Finis Leavell Beauchamp,
Kodesh Press, £8.29pb
In this ambitious autobiography, the author documents his transition from fundamentalist Christianity to his conversion to Judaism, written as a combination of numbered passages and thoughtful poetry.
Although this is Beauchamp's first book, it evinces a rare maturity and was a pleasure to read, if a little long; some excursions from the main narrative, such as his views on Kant, enhance the message, while others feel too exhaustive and somewhat self-indulgent.
Beauchamp hails from one of the US's most influential evangelical families, who considered him so "evil" that they subjected him to a series of exorcisms and other abuse and eventually disowned him. This is all described in eye-watering detail, as are his teenage sexual adventures, one of which landed him in prison.

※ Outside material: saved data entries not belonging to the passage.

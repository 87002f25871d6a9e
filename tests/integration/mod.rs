//! Collection client integration tests

pub mod common;

mod test_binary_vectors;
mod test_collection_lifecycle;
mod test_connection_management;
mod test_flush_policy;
mod test_schema_properties;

Beauchamp's interest in Judaism and his path to conversion occupy a third of the work. His descriptions of his encounters with Jews and communities are irreverent and absorbing. Three particular episodes stand out. The story of how he ended up unwittingly on a gay date when searching for a Jewish mentor was amusing and his description of meeting Rabbi Ephraim Greenblatt, a great halachist, memorable. And Beauchamp's account of his first visit to a shul is a delight: his early arrival to an empty sanctuary; the man shockelling whom he assumed was mentally ill; the conversations about "mundane matters" which no-one found unusual.
It's an unusual example of a familiar narrative - Christian becomes Jew - and the best I've seen of the genre.